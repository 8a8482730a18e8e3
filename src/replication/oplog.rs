//! Operation log entries and their positions.

use serde::{Deserialize, Serialize};
use std::fmt;

use crate::keys::{Document, Value};
use crate::types::Namespace;

/// Position of a write in the replica set's operation log.
#[derive(Debug, Clone, Copy, PartialEq, Eq, Hash, PartialOrd, Ord, Default, Serialize, Deserialize)]
pub struct OpTime {
    pub term: u64,
    pub index: u64,
}

impl OpTime {
    /// Position before any write.
    pub const ZERO: OpTime = OpTime { term: 0, index: 0 };

    pub fn new(term: u64, index: u64) -> Self {
        Self { term, index }
    }
}

impl fmt::Display for OpTime {
    fn fmt(&self, f: &mut fmt::Formatter<'_>) -> fmt::Result {
        write!(f, "{}:{}", self.term, self.index)
    }
}

/// A replicated write.
#[derive(Debug, Clone, Serialize, Deserialize)]
pub enum OpKind {
    /// Insert or replace the document with the same `_id`.
    Upsert(Document),
    /// Remove the document with this `_id`.
    Delete(Value),
}

/// One entry of the operation log.
#[derive(Debug, Clone, Serialize, Deserialize)]
pub struct OplogEntry {
    pub op_time: OpTime,
    pub ns: Namespace,
    pub kind: OpKind,
}
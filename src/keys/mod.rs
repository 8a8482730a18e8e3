//! Shard key model.
//!
//! Documents are flat field maps. A [`ShardKeyPattern`] extracts an ordered
//! [`ShardKey`] from each document; chunk ownership is expressed as half-open
//! [`ChunkRange`]s over that key space.

pub mod pattern;
pub mod range;
pub mod value;

pub use pattern::{hash_value, KeyField, KeyKind, ShardKey, ShardKeyPattern};
pub use range::ChunkRange;
pub use value::{Document, Value, ID_FIELD};
//! Chunks and chunk versions.

use serde::{Deserialize, Serialize};
use std::cmp::Ordering;
use std::fmt;
use uuid::Uuid;

use crate::error::{Error, Result};
use crate::keys::{ChunkRange, ShardKeyPattern};
use crate::types::ShardId;

/// Version of a chunk or of a whole collection.
///
/// Versions are ordered by `(major, minor)` within one epoch. Versions from
/// different epochs are not comparable.
#[derive(Debug, Clone, Copy, PartialEq, Eq, Hash, Serialize, Deserialize)]
pub struct ChunkVersion {
    pub major: u32,
    pub minor: u32,
    pub epoch: Uuid,
}

impl ChunkVersion {
    pub fn new(major: u32, minor: u32, epoch: Uuid) -> Self {
        Self {
            major,
            minor,
            epoch,
        }
    }

    /// `0|0` in the given epoch; the version of a shard that owns nothing.
    pub fn zero(epoch: Uuid) -> Self {
        Self::new(0, 0, epoch)
    }

    pub fn is_zero(&self) -> bool {
        self.major == 0 && self.minor == 0
    }

    /// Compare within one epoch.
    pub fn cmp_in_epoch(&self, other: &ChunkVersion) -> Option<Ordering> {
        (self.epoch == other.epoch).then(|| (self.major, self.minor).cmp(&(other.major, other.minor)))
    }

    /// The larger of two versions of the same epoch.
    pub fn max_in_epoch(self, other: ChunkVersion) -> ChunkVersion {
        match self.cmp_in_epoch(&other) {
            Some(Ordering::Less) => other,
            _ => self,
        }
    }
}

impl fmt::Display for ChunkVersion {
    fn fmt(&self, f: &mut fmt::Formatter<'_>) -> fmt::Result {
        write!(f, "{}|{}||{}", self.major, self.minor, self.epoch)
    }
}

/// A committed chunk: a key range owned by one shard.
#[derive(Debug, Clone, PartialEq, Eq, Serialize, Deserialize)]
pub struct Chunk {
    pub range: ChunkRange,
    pub owner: ShardId,
    pub version: ChunkVersion,
}

impl Chunk {
    pub fn new(range: ChunkRange, owner: ShardId, version: ChunkVersion) -> Self {
        Self {
            range,
            owner,
            version,
        }
    }
}

/// Check that `chunks` partition the whole key space of `pattern` with no gaps
/// or overlaps.
pub fn validate_partition(pattern: &ShardKeyPattern, chunks: &[Chunk]) -> Result<()> {
    let mut sorted: Vec<&Chunk> = chunks.iter().collect();
    sorted.sort_by(|a, b| a.range.min().cmp(b.range.min()));

    let mut expected_min = pattern.global_min();
    for chunk in sorted {
        if chunk.range.min() != &expected_min {
            return Err(Error::Internal(format!(
                "chunk {} does not start at {}: chunks must cover the key space without gaps or overlaps",
                chunk.range, expected_min
            )));
        }
        expected_min = chunk.range.max().clone();
    }
    if expected_min != pattern.global_max() {
        return Err(Error::Internal(format!(
            "chunks end at {} instead of the global maximum",
            expected_min
        )));
    }
    Ok(())
}

#[cfg(test)]
mod tests {
    use super::*;
    use crate::keys::{ShardKey, Value};

    fn chunk(min: Value, max: Value, owner: &str) -> Chunk {
        Chunk::new(
            ChunkRange::new(ShardKey::new(vec![min]), ShardKey::new(vec![max])).unwrap(),
            ShardId::new(owner),
            ChunkVersion::new(1, 0, Uuid::nil()),
        )
    }

    #[test]
    fn test_partition_ok() {
        let pattern = ShardKeyPattern::ascending(&["_id"]).unwrap();
        let chunks = vec![
            chunk(Value::Int(0), Value::MaxKey, "s1"),
            chunk(Value::MinKey, Value::Int(0), "s0"),
        ];
        validate_partition(&pattern, &chunks).unwrap();
    }

    #[test]
    fn test_partition_gap_or_overlap() {
        let pattern = ShardKeyPattern::ascending(&["_id"]).unwrap();
        let gap = vec![
            chunk(Value::MinKey, Value::Int(0), "s0"),
            chunk(Value::Int(1), Value::MaxKey, "s1"),
        ];
        assert!(validate_partition(&pattern, &gap).is_err());

        let overlap = vec![
            chunk(Value::MinKey, Value::Int(5), "s0"),
            chunk(Value::Int(1), Value::MaxKey, "s1"),
        ];
        assert!(validate_partition(&pattern, &overlap).is_err());

        let short = vec![chunk(Value::MinKey, Value::Int(5), "s0")];
        assert!(validate_partition(&pattern, &short).is_err());
    }

    #[test]
    fn test_version_ordering_within_epoch() {
        let epoch = Uuid::new_v4();
        let v1 = ChunkVersion::new(1, 3, epoch);
        let v2 = ChunkVersion::new(2, 0, epoch);
        assert_eq!(v1.cmp_in_epoch(&v2), Some(Ordering::Less));
        assert_eq!(v1.max_in_epoch(v2), v2);
        assert_eq!(v1.cmp_in_epoch(&ChunkVersion::new(2, 0, Uuid::new_v4())), None);
    }
}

▶ PROBLEM DETAILS:
Return the listing above in its exact form.

▶ RESPONSE AREA:
repository 8a8482730a18e8e3
filename src/replication/oplog.rs
//! Operation log entries and their positions.

use serde::{Deserialize, Serialize};
use std::fmt;

use crate::keys::{Document, Value};
use crate::types::Namespace;

/// Position of a write in the replica set's operation log.
#[derive(Debug, Clone, Copy, PartialEq, Eq, Hash, PartialOrd, Ord, Default, Serialize, Deserialize)]
pub struct OpTime {
    pub term: u64,
    pub index: u64,
}

impl OpTime {
    /// Position before any write.
    pub const ZERO: OpTime = OpTime { term: 0, index: 0 };

    pub fn new(term: u64, index: u64) -> Self {
        Self { term, index }
    }
}

impl fmt::Display for OpTime {
    fn fmt(&self, f: &mut fmt::Formatter<'_>) -> fmt::Result {
        write!(f, "{}:{}", self.term, self.index)
    }
}

/// A replicated write.
#[derive(Debug, Clone, Serialize, Deserialize)]
pub enum OpKind {
    /// Insert or replace the document with the same `_id`.
    Upsert(Document),
    /// Remove the document with this `_id`.
    Delete(Value),
}

/// One entry of the operation log.
#[derive(Debug, Clone, Serialize, Deserialize)]
pub struct OplogEntry {
    pub op_time: OpTime,
    pub ns: Namespace,
    pub kind: OpKind,
}
filename src/keys/mod.rs
repository 8a8482730a18e8e3
//! Shard key model.
//!
//! Documents are flat field maps. A [`ShardKeyPattern`] extracts an ordered
//! [`ShardKey`] from each document; chunk ownership is expressed as half-open
//! [`ChunkRange`]s over that key space.

pub mod pattern;
pub mod range;
pub mod value;

pub use pattern::{hash_value, KeyField, KeyKind, ShardKey, ShardKeyPattern};
pub use range::ChunkRange;
pub use value::{Document, Value, ID_FIELD};
//! Chunks and chunk versions.

use serde::{Deserialize, Serialize};
use std::cmp::Ordering;
use std::fmt;
use uuid::Uuid;

use crate::error::{Error, Result};
use crate::keys::{ChunkRange, ShardKeyPattern};
use crate::types::ShardId;

/// Version of a chunk or of a whole collection.
///
/// Versions are ordered by `(major, minor)` within one epoch. Versions from
/// different epochs are not comparable.
#[derive(Debug, Clone, Copy, PartialEq, Eq, Hash, Serialize, Deserialize)]
pub struct ChunkVersion {
    pub major: u32,
    pub minor: u32,
    pub epoch: Uuid,
}

impl ChunkVersion {
    pub fn new(major: u32, minor: u32, epoch: Uuid) -> Self {
        Self {
            major,
            minor,
            epoch,
        }
    }

    /// `0|0` in the given epoch; the version of a shard that owns nothing.
    pub fn zero(epoch: Uuid) -> Self {
        Self::new(0, 0, epoch)
    }

    pub fn is_zero(&self) -> bool {
        self.major == 0 && self.minor == 0
    }

    /// Compare within one epoch.
    pub fn cmp_in_epoch(&self, other: &ChunkVersion) -> Option<Ordering> {
        (self.epoch == other.epoch).then(|| (self.major, self.minor).cmp(&(other.major, other.minor)))
    }

    /// The larger of two versions of the same epoch.
    pub fn max_in_epoch(self, other: ChunkVersion) -> ChunkVersion {
        match self.cmp_in_epoch(&other) {
            Some(Ordering::Less) => other,
            _ => self,
        }
    }
}

impl fmt::Display for ChunkVersion {
    fn fmt(&self, f: &mut fmt::Formatter<'_>) -> fmt::Result {
        write!(f, "{}|{}||{}", self.major, self.minor, self.epoch)
    }
}

/// A committed chunk: a key range owned by one shard.
#[derive(Debug, Clone, PartialEq, Eq, Serialize, Deserialize)]
pub struct Chunk {
    pub range: ChunkRange,
    pub owner: ShardId,
    pub version: ChunkVersion,
}

impl Chunk {
    pub fn new(range: ChunkRange, owner: ShardId, version: ChunkVersion) -> Self {
        Self {
            range,
            owner,
            version,
        }
    }
}

/// Check that `chunks` partition the whole key space of `pattern` with no gaps
/// or overlaps.
pub fn validate_partition(pattern: &ShardKeyPattern, chunks: &[Chunk]) -> Result<()> {
    let mut sorted: Vec<&Chunk> = chunks.iter().collect();
    sorted.sort_by(|a, b| a.range.min().cmp(b.range.min()));

    let mut expected_min = pattern.global_min();
    for chunk in sorted {
        if chunk.range.min() != &expected_min {
            return Err(Error::Internal(format!(
                "chunk {} does not start at {}: chunks must cover the key space without gaps or overlaps",
                chunk.range, expected_min
            )));
        }
        expected_min = chunk.range.max().clone();
    }
    if expected_min != pattern.global_max() {
        return Err(Error::Internal(format!(
            "chunks end at {} instead of the global maximum",
            expected_min
        )));
    }
    Ok(())
}

#[cfg(test)]
mod tests {
    use super::*;
    use crate::keys::{ShardKey, Value};

    fn chunk(min: Value, max: Value, owner: &str) -> Chunk {
        Chunk::new(
            ChunkRange::new(ShardKey::new(vec![min]), ShardKey::new(vec![max])).unwrap(),
            ShardId::new(owner),
            ChunkVersion::new(1, 0, Uuid::nil()),
        )
    }

    #[test]
    fn test_partition_ok() {
        let pattern = ShardKeyPattern::ascending(&["_id"]).unwrap();
        let chunks = vec![
            chunk(Value::Int(0), Value::MaxKey, "s1"),
            chunk(Value::MinKey, Value::Int(0), "s0"),
        ];
        validate_partition(&pattern, &chunks).unwrap();
    }

    #[test]
    fn test_partition_gap_or_overlap() {
        let pattern = ShardKeyPattern::ascending(&["_id"]).unwrap();
        let gap = vec![
            chunk(Value::MinKey, Value::Int(0), "s0"),
            chunk(Value::Int(1), Value::MaxKey, "s1"),
        ];
        assert!(validate_partition(&pattern, &gap).is_err());

        let overlap = vec![
            chunk(Value::MinKey, Value::Int(5), "s0"),
            chunk(Value::Int(1), Value::MaxKey, "s1"),
        ];
        assert!(validate_partition(&pattern, &overlap).is_err());

        let short = vec![chunk(Value::MinKey, Value::Int(5), "s0")];
        assert!(validate_partition(&pattern, &short).is_err());
    }

    #[test]
    fn test_version_ordering_within_epoch() {
        let epoch = Uuid::new_v4();
        let v1 = ChunkVersion::new(1, 3, epoch);
        let v2 = ChunkVersion::new(2, 0, epoch);
        assert_eq!(v1.cmp_in_epoch(&v2), Some(Ordering::Less));
        assert_eq!(v1.max_in_epoch(v2), v2);
        assert_eq!(v1.cmp_in_epoch(&ChunkVersion::new(2, 0, Uuid::new_v4())), None);
    }
}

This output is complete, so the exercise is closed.